At the height of my business, when I was making around $4000 a year selling honey and removing bees from houses, I thought about opening a business checking account, but there didn't seem to be enough money to worry about it. I just keep a "business cash" account in my software, and I transfer it to "cash" before I spend it.

ToomuchStuff
1-21-14, 9:41pm
http://www.irs.gov/uac/Is-Your-Hobby-a-For-Profit-Endeavor%3F

You can have a state/local business and not make enough to qualify as a federal business, in my understanding (in part due to local restrictions).
Do you deduct your required local licensing? (that would be what I think you would need clarification on)

pcooley
1-21-14, 10:11pm
I think to the extent that I don't rely on the income, particularly, though it is nice, it qualifies as hobby income. It would seem simpler to report it as such, but I don't know if it would throw up some red flag if I stopped filling out schedule C and started filling out hobby income. And it looks, from reading the New Mexico state website, that as long as I'm making money at something I need my gross receipts tax reporting number, and I have a city business license, so maybe it's easiest to stick with schedule C.
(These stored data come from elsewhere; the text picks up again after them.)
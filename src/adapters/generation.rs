use crate::adapters::http::truncate_body;
use crate::config::GenerationSettings;
use crate::domain::model::Explanation;
use crate::domain::ports::Explainer;
use crate::utils::error::GenerationError;
use async_trait::async_trait;
use reqwest::Client;
use serde::{Deserialize, Serialize};

/// Wraps the homework text in the tutor instructions. The text is embedded
/// as-is: no escaping, no length cap.
pub fn build_prompt(text: &str) -> String {
    format!(
        "\nYou are a friendly school tutor.\n\
         Explain the homework below step-by-step in very simple language.\n\
         Make it easy for a student to understand.\n\
         \n\
         Homework:\n\
         {}\n",
        text
    )
}

/// Cohere `v1/generate` client.
pub struct CohereClient {
    client: Client,
    settings: GenerationSettings,
}

#[derive(Serialize, Clone, Debug)]
struct GenerateRequest<'a> {
    model: &'a str,
    prompt: String,
    max_tokens: u32,
    temperature: f64,
}

#[derive(Deserialize, Clone, Debug)]
struct GenerateResponse {
    generations: Option<Vec<Generation>>,
}

#[derive(Deserialize, Clone, Debug)]
struct Generation {
    text: Option<String>,
}

impl CohereClient {
    pub fn new(client: Client, settings: GenerationSettings) -> Self {
        Self { client, settings }
    }
}

#[async_trait]
impl Explainer for CohereClient {
    async fn generate(&self, text: &str) -> Result<Explanation, GenerationError> {
        let request = GenerateRequest {
            model: &self.settings.model,
            prompt: build_prompt(text),
            max_tokens: self.settings.max_tokens,
            temperature: self.settings.temperature,
        };

        tracing::debug!(
            "Requesting explanation from {} (model {}, prompt {} chars)",
            self.settings.endpoint,
            self.settings.model,
            request.prompt.chars().count()
        );

        let response = self
            .client
            .post(&self.settings.endpoint)
            .bearer_auth(self.settings.api_key.expose())
            .json(&request)
            .send()
            .await?;

        let status = response.status();
        tracing::debug!("Generation response status: {}", status);

        let body = response.text().await?;
        if !status.is_success() {
            return Err(GenerationError::Status {
                status: status.as_u16(),
                body: truncate_body(&body),
            });
        }

        let parsed: GenerateResponse = serde_json::from_str(&body)?;
        let first = parsed
            .generations
            .and_then(|generations| generations.into_iter().next())
            .ok_or(GenerationError::NoGenerations)?;

        first
            .text
            .map(Explanation::new)
            .ok_or(GenerationError::MissingText)
    }
}

#[cfg(test)]
mod tests {
    use super::*;
    use crate::adapters::http::build_client;
    use crate::domain::model::ApiKey;
    use crate::domain::ports::EXPLANATION_FALLBACK;
    use httpmock::prelude::*;
    use std::time::Duration;

    fn client_for(server: &MockServer) -> CohereClient {
        let mut settings = GenerationSettings::new(ApiKey::new("test-cohere-key"));
        settings.endpoint = server.url("/v1/generate");
        CohereClient::new(build_client(Duration::from_secs(5)).unwrap(), settings)
    }

    #[test]
    fn test_prompt_embeds_text_verbatim() {
        let prompt = build_prompt("Solve: \"x\" + {y} = 3");
        assert_eq!(
            prompt,
            "\nYou are a friendly school tutor.\n\
             Explain the homework below step-by-step in very simple language.\n\
             Make it easy for a student to understand.\n\
             \n\
             Homework:\n\
             Solve: \"x\" + {y} = 3\n"
        );
    }

    #[tokio::test]
    async fn test_generate_sends_expected_request() {
        let server = MockServer::start();
        let expected_body = serde_json::json!({
            "model": "command-a-03-2025",
            "prompt": build_prompt("2+2=?"),
            "max_tokens": 450,
            "temperature": 0.4
        });

        let api_mock = server.mock(|when, then| {
            when.method(POST)
                .path("/v1/generate")
                .header("authorization", "Bearer test-cohere-key")
                .header("content-type", "application/json")
                .json_body(expected_body);
            then.status(200)
                .header("Content-Type", "application/json")
                .json_body(serde_json::json!({
                    "id": "abc",
                    "generations": [{"id": "g1", "text": "Step 1: add two and two."}]
                }));
        });

        let explanation = client_for(&server).explain("2+2=?").await;

        api_mock.assert();
        assert_eq!(explanation.as_str(), "Step 1: add two and two.");
    }

    #[tokio::test]
    async fn test_first_generation_wins() {
        let server = MockServer::start();
        server.mock(|when, then| {
            when.method(POST).path("/v1/generate");
            then.status(200).json_body(serde_json::json!({
                "generations": [{"text": "first"}, {"text": "second"}]
            }));
        });

        let explanation = client_for(&server).generate("text").await.unwrap();
        assert_eq!(explanation.as_str(), "first");
    }

    #[tokio::test]
    async fn test_empty_generations_falls_back() {
        let server = MockServer::start();
        server.mock(|when, then| {
            when.method(POST).path("/v1/generate");
            then.status(200).json_body(serde_json::json!({"generations": []}));
        });

        let client = client_for(&server);
        let err = client.generate("text").await.unwrap_err();
        assert!(matches!(err, GenerationError::NoGenerations));
        assert_eq!(client.explain("text").await.as_str(), EXPLANATION_FALLBACK);
    }

    #[tokio::test]
    async fn test_missing_generations_field_falls_back() {
        let server = MockServer::start();
        server.mock(|when, then| {
            when.method(POST).path("/v1/generate");
            then.status(200).json_body(serde_json::json!({"message": "ok?"}));
        });

        let client = client_for(&server);
        assert!(matches!(
            client.generate("text").await.unwrap_err(),
            GenerationError::NoGenerations
        ));
        assert_eq!(client.explain("text").await.as_str(), EXPLANATION_FALLBACK);
    }

    #[tokio::test]
    async fn test_unauthorized_falls_back() {
        let server = MockServer::start();
        server.mock(|when, then| {
            when.method(POST).path("/v1/generate");
            then.status(401)
                .json_body(serde_json::json!({"message": "invalid api token"}));
        });

        let client = client_for(&server);
        assert!(matches!(
            client.generate("text").await.unwrap_err(),
            GenerationError::Status { status: 401, .. }
        ));
        assert_eq!(client.explain("text").await.as_str(), EXPLANATION_FALLBACK);
    }

    #[tokio::test]
    async fn test_generation_without_text_falls_back() {
        let server = MockServer::start();
        server.mock(|when, then| {
            when.method(POST).path("/v1/generate");
            then.status(200)
                .json_body(serde_json::json!({"generations": [{"id": "g1"}]}));
        });

        let client = client_for(&server);
        assert!(matches!(
            client.generate("text").await.unwrap_err(),
            GenerationError::MissingText
        ));
    }

    #[tokio::test]
    async fn test_unreachable_endpoint_falls_back() {
        // Bind then drop a listener to get a port nothing is listening on.
        let port = {
            let listener = std::net::TcpListener::bind("127.0.0.1:0").unwrap();
            listener.local_addr().unwrap().port()
        };
        let mut settings = GenerationSettings::new(ApiKey::new("test-cohere-key"));
        settings.endpoint = format!("http://127.0.0.1:{}/v1/generate", port);
        let client = CohereClient::new(build_client(Duration::from_secs(2)).unwrap(), settings);

        assert!(matches!(
            client.generate("text").await.unwrap_err(),
            GenerationError::Transport(_)
        ));
        assert_eq!(client.explain("text").await.as_str(), EXPLANATION_FALLBACK);
    }

    #[tokio::test]
    async fn test_non_json_body_falls_back() {
        let server = MockServer::start();
        let mock = server.mock(|when, then| {
            when.method(POST).path("/v1/generate");
            then.status(200)
                .header("content-type", "text/html")
                .body("<html>oops</html>");
        });

        let client = client_for(&server);
        assert!(matches!(
            client.generate("text").await.unwrap_err(),
            GenerationError::Decode(_)
        ));
        assert_eq!(client.explain("text").await.as_str(), EXPLANATION_FALLBACK);
        mock.assert_hits(2);
    }

    #[tokio::test]
    async fn test_slow_generation_is_cut_off_by_timeout() {
        let server = MockServer::start();
        server.mock(|when, then| {
            when.method(POST).path("/v1/generate");
            then.status(200)
                .delay(Duration::from_secs(3))
                .json_body(serde_json::json!({"generations": [{"text": "late"}]}));
        });

        let mut settings = GenerationSettings::new(ApiKey::new("test-cohere-key"));
        settings.endpoint = server.url("/v1/generate");
        let client = CohereClient::new(build_client(Duration::from_secs(1)).unwrap(), settings);

        let err = client.generate("text").await.unwrap_err();
        assert!(matches!(err, GenerationError::Transport(ref e) if e.is_timeout()));
    }
}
Whoever imagined being a tiny business would be complicated.

SteveinMN
1-22-14, 11:51am
Paul, I would stick with Schedule C. I know it seems overkill, but if you do enough business to need a business license, then, in the eyes of the taxing authorities, you are a business. Short of being able to prove you've dissolved the business somehow, lack of a Schedule C would look a little odd after so long filing them. TurboTax should make that as painless as it can be.

Yeah, it seems like overkill sometimes. As a photographer for hire, I hold no "inventory" and, beyond the cost of my tools, have no real "cost of goods sold". However, between our rental property, a short sale, and the business, we decided a couple of years ago to have an accountant do the taxes. More expensive than TurboTaxCutOnline, but much simpler and worth it to us.

Dhiana
1-22-14, 6:11pm
I agree with the others re Sched C and to continue moving forward using it. They may get a chuckle at it as you say now, but I'd rather write in those small sums than have an audit and get nailed because I didn't write in those couple of small sums.